> **WHAT YOU ARE ASKED TO DO**
With nothing omitted, transcribe the entries exactly as written.

> **GIVEN INFORMATION**
========================
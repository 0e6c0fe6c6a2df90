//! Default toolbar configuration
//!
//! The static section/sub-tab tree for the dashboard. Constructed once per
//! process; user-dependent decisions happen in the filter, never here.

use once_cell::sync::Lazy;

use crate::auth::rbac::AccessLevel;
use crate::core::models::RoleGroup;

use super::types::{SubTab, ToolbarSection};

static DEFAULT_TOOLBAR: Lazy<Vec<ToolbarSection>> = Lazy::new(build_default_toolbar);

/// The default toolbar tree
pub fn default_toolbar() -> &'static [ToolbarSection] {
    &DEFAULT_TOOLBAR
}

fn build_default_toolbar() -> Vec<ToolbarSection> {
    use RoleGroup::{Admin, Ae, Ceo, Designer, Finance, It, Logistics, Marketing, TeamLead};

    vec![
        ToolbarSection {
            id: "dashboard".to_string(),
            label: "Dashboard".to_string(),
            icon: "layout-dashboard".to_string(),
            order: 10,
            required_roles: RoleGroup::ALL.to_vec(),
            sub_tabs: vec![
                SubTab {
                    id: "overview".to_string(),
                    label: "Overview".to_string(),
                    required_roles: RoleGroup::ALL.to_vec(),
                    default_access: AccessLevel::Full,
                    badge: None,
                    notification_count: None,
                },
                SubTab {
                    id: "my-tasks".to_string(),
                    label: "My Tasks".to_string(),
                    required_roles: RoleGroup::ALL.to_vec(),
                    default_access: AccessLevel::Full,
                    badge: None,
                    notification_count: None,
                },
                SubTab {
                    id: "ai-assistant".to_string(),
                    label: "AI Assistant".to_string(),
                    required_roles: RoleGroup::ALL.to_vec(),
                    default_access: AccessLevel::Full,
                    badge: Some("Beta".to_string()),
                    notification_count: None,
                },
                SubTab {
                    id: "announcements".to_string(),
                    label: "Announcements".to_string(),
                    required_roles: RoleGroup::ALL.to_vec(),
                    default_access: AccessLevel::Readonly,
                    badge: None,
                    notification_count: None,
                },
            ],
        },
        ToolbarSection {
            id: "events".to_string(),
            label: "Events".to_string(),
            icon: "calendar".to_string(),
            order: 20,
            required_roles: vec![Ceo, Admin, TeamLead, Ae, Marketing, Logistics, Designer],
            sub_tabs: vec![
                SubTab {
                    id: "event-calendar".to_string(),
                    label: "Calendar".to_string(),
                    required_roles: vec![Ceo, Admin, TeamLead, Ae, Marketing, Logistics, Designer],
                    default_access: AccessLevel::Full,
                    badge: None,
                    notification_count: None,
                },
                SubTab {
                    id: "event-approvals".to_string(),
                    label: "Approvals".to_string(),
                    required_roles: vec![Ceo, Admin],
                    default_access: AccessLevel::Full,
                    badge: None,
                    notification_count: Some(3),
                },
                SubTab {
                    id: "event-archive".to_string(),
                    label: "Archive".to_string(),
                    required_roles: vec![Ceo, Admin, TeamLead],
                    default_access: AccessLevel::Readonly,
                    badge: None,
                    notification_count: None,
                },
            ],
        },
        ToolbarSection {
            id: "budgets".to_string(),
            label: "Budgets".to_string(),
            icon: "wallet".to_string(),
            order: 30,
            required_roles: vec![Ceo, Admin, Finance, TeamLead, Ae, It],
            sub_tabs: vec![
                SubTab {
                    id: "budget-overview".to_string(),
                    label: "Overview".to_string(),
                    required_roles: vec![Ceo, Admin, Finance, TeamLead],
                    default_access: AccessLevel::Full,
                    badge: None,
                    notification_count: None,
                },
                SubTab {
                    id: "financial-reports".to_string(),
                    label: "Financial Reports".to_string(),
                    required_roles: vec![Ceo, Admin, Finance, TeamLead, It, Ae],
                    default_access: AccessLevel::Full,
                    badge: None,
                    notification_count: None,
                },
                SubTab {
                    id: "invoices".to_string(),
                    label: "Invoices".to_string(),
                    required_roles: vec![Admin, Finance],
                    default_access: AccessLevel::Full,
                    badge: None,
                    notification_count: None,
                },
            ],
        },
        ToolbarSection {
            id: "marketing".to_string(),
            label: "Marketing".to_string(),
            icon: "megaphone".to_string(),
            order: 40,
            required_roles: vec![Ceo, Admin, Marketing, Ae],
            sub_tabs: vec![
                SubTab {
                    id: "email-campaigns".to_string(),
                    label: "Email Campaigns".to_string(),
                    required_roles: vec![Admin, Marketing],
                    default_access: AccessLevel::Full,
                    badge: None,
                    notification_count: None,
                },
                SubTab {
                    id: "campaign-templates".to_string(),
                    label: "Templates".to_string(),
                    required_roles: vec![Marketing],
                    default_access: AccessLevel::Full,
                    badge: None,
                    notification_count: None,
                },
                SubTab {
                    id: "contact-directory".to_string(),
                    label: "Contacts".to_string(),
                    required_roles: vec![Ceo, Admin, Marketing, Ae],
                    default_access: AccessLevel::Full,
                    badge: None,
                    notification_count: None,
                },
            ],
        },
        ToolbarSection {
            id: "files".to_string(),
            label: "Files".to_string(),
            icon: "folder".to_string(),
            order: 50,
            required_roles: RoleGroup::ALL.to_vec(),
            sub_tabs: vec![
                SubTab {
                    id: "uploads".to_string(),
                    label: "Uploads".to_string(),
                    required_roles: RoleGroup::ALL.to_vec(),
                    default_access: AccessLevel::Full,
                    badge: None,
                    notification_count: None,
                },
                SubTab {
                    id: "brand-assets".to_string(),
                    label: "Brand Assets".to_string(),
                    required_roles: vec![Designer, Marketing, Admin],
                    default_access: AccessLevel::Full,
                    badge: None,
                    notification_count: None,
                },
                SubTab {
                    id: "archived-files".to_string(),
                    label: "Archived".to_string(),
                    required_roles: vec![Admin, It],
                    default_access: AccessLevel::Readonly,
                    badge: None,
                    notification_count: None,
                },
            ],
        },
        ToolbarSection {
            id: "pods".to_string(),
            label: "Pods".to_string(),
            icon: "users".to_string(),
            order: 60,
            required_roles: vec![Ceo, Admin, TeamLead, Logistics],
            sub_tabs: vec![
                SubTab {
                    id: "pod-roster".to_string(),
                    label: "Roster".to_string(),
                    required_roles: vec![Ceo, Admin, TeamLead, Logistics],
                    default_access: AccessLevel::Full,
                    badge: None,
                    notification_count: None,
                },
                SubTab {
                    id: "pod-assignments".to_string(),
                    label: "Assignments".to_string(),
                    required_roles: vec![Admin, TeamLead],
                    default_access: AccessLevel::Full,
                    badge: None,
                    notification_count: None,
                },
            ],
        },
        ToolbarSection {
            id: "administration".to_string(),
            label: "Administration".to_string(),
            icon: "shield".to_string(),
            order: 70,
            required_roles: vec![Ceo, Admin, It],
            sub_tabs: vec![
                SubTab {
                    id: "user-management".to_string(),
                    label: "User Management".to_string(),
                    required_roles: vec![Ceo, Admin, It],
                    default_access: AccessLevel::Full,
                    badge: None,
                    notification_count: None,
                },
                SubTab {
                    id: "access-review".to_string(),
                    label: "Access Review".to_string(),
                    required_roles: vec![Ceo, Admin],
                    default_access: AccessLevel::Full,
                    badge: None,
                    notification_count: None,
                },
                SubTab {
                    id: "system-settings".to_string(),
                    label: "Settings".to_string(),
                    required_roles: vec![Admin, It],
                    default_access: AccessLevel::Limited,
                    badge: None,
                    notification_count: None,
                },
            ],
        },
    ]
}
========================
> **ANSWER TO THE PROBLEM**
repository 0e6c0fe6c6a2df90
//! Default toolbar configuration
//!
//! The static section/sub-tab tree for the dashboard. Constructed once per
//! process; user-dependent decisions happen in the filter, never here.

use once_cell::sync::Lazy;

use crate::auth::rbac::AccessLevel;
use crate::core::models::RoleGroup;

use super::types::{SubTab, ToolbarSection};

static DEFAULT_TOOLBAR: Lazy<Vec<ToolbarSection>> = Lazy::new(build_default_toolbar);

/// The default toolbar tree
pub fn default_toolbar() -> &'static [ToolbarSection] {
    &DEFAULT_TOOLBAR
}

fn build_default_toolbar() -> Vec<ToolbarSection> {
    use RoleGroup::{Admin, Ae, Ceo, Designer, Finance, It, Logistics, Marketing, TeamLead};

    vec![
        ToolbarSection {
            id: "dashboard".to_string(),
            label: "Dashboard".to_string(),
            icon: "layout-dashboard".to_string(),
            order: 10,
            required_roles: RoleGroup::ALL.to_vec(),
            sub_tabs: vec![
                SubTab {
                    id: "overview".to_string(),
                    label: "Overview".to_string(),
                    required_roles: RoleGroup::ALL.to_vec(),
                    default_access: AccessLevel::Full,
                    badge: None,
                    notification_count: None,
                },
                SubTab {
                    id: "my-tasks".to_string(),
                    label: "My Tasks".to_string(),
                    required_roles: RoleGroup::ALL.to_vec(),
                    default_access: AccessLevel::Full,
                    badge: None,
                    notification_count: None,
                },
                SubTab {
                    id: "ai-assistant".to_string(),
                    label: "AI Assistant".to_string(),
                    required_roles: RoleGroup::ALL.to_vec(),
                    default_access: AccessLevel::Full,
                    badge: Some("Beta".to_string()),
                    notification_count: None,
                },
                SubTab {
                    id: "announcements".to_string(),
                    label: "Announcements".to_string(),
                    required_roles: RoleGroup::ALL.to_vec(),
                    default_access: AccessLevel::Readonly,
                    badge: None,
                    notification_count: None,
                },
            ],
        },
        ToolbarSection {
            id: "events".to_string(),
            label: "Events".to_string(),
            icon: "calendar".to_string(),
            order: 20,
            required_roles: vec![Ceo, Admin, TeamLead, Ae, Marketing, Logistics, Designer],
            sub_tabs: vec![
                SubTab {
                    id: "event-calendar".to_string(),
                    label: "Calendar".to_string(),
                    required_roles: vec![Ceo, Admin, TeamLead, Ae, Marketing, Logistics, Designer],
                    default_access: AccessLevel::Full,
                    badge: None,
                    notification_count: None,
                },
                SubTab {
                    id: "event-approvals".to_string(),
                    label: "Approvals".to_string(),
                    required_roles: vec![Ceo, Admin],
                    default_access: AccessLevel::Full,
                    badge: None,
                    notification_count: Some(3),
                },
                SubTab {
                    id: "event-archive".to_string(),
                    label: "Archive".to_string(),
                    required_roles: vec![Ceo, Admin, TeamLead],
                    default_access: AccessLevel::Readonly,
                    badge: None,
                    notification_count: None,
                },
            ],
        },
        ToolbarSection {
            id: "budgets".to_string(),
            label: "Budgets".to_string(),
            icon: "wallet".to_string(),
            order: 30,
            required_roles: vec![Ceo, Admin, Finance, TeamLead, Ae, It],
            sub_tabs: vec![
                SubTab {
                    id: "budget-overview".to_string(),
                    label: "Overview".to_string(),
                    required_roles: vec![Ceo, Admin, Finance, TeamLead],
                    default_access: AccessLevel::Full,
                    badge: None,
                    notification_count: None,
                },
                SubTab {
                    id: "financial-reports".to_string(),
                    label: "Financial Reports".to_string(),
                    required_roles: vec![Ceo, Admin, Finance, TeamLead, It, Ae],
                    default_access: AccessLevel::Full,
                    badge: None,
                    notification_count: None,
                },
                SubTab {
                    id: "invoices".to_string(),
                    label: "Invoices".to_string(),
                    required_roles: vec![Admin, Finance],
                    default_access: AccessLevel::Full,
                    badge: None,
                    notification_count: None,
                },
            ],
        },
        ToolbarSection {
            id: "marketing".to_string(),
            label: "Marketing".to_string(),
            icon: "megaphone".to_string(),
            order: 40,
            required_roles: vec![Ceo, Admin, Marketing, Ae],
            sub_tabs: vec![
                SubTab {
                    id: "email-campaigns".to_string(),
                    label: "Email Campaigns".to_string(),
                    required_roles: vec![Admin, Marketing],
                    default_access: AccessLevel::Full,
                    badge: None,
                    notification_count: None,
                },
                SubTab {
                    id: "campaign-templates".to_string(),
                    label: "Templates".to_string(),
                    required_roles: vec![Marketing],
                    default_access: AccessLevel::Full,
                    badge: None,
                    notification_count: None,
                },
                SubTab {
                    id: "contact-directory".to_string(),
                    label: "Contacts".to_string(),
                    required_roles: vec![Ceo, Admin, Marketing, Ae],
                    default_access: AccessLevel::Full,
                    badge: None,
                    notification_count: None,
                },
            ],
        },
        ToolbarSection {
            id: "files".to_string(),
            label: "Files".to_string(),
            icon: "folder".to_string(),
            order: 50,
            required_roles: RoleGroup::ALL.to_vec(),
            sub_tabs: vec![
                SubTab {
                    id: "uploads".to_string(),
                    label: "Uploads".to_string(),
                    required_roles: RoleGroup::ALL.to_vec(),
                    default_access: AccessLevel::Full,
                    badge: None,
                    notification_count: None,
                },
                SubTab {
                    id: "brand-assets".to_string(),
                    label: "Brand Assets".to_string(),
                    required_roles: vec![Designer, Marketing, Admin],
                    default_access: AccessLevel::Full,
                    badge: None,
                    notification_count: None,
                },
                SubTab {
                    id: "archived-files".to_string(),
                    label: "Archived".to_string(),
                    required_roles: vec![Admin, It],
                    default_access: AccessLevel::Readonly,
                    badge: None,
                    notification_count: None,
                },
            ],
        },
        ToolbarSection {
            id: "pods".to_string(),
            label: "Pods".to_string(),
            icon: "users".to_string(),
            order: 60,
            required_roles: vec![Ceo, Admin, TeamLead, Logistics],
            sub_tabs: vec![
                SubTab {
                    id: "pod-roster".to_string(),
                    label: "Roster".to_string(),
                    required_roles: vec![Ceo, Admin, TeamLead, Logistics],
                    default_access: AccessLevel::Full,
                    badge: None,
                    notification_count: None,
                },
                SubTab {
                    id: "pod-assignments".to_string(),
                    label: "Assignments".to_string(),
                    required_roles: vec![Admin, TeamLead],
                    default_access: AccessLevel::Full,
                    badge: None,
                    notification_count: None,
                },
            ],
        },
        ToolbarSection {
            id: "administration".to_string(),
            label: "Administration".to_string(),
            icon: "shield".to_string(),
            order: 70,
            required_roles: vec![Ceo, Admin, It],
            sub_tabs: vec![
                SubTab {
                    id: "user-management".to_string(),
                    label: "User Management".to_string(),
                    required_roles: vec![Ceo, Admin, It],
                    default_access: AccessLevel::Full,
                    badge: None,
                    notification_count: None,
                },
                SubTab {
                    id: "access-review".to_string(),
                    label: "Access Review".to_string(),
                    required_roles: vec![Ceo, Admin],
                    default_access: AccessLevel::Full,
                    badge: None,
                    notification_count: None,
                },
                SubTab {
                    id: "system-settings".to_string(),
                    label: "Settings".to_string(),
                    required_roles: vec![Admin, It],
                    default_access: AccessLevel::Limited,
                    badge: None,
                    notification_count: None,
                },
            ],
        },
    ]
}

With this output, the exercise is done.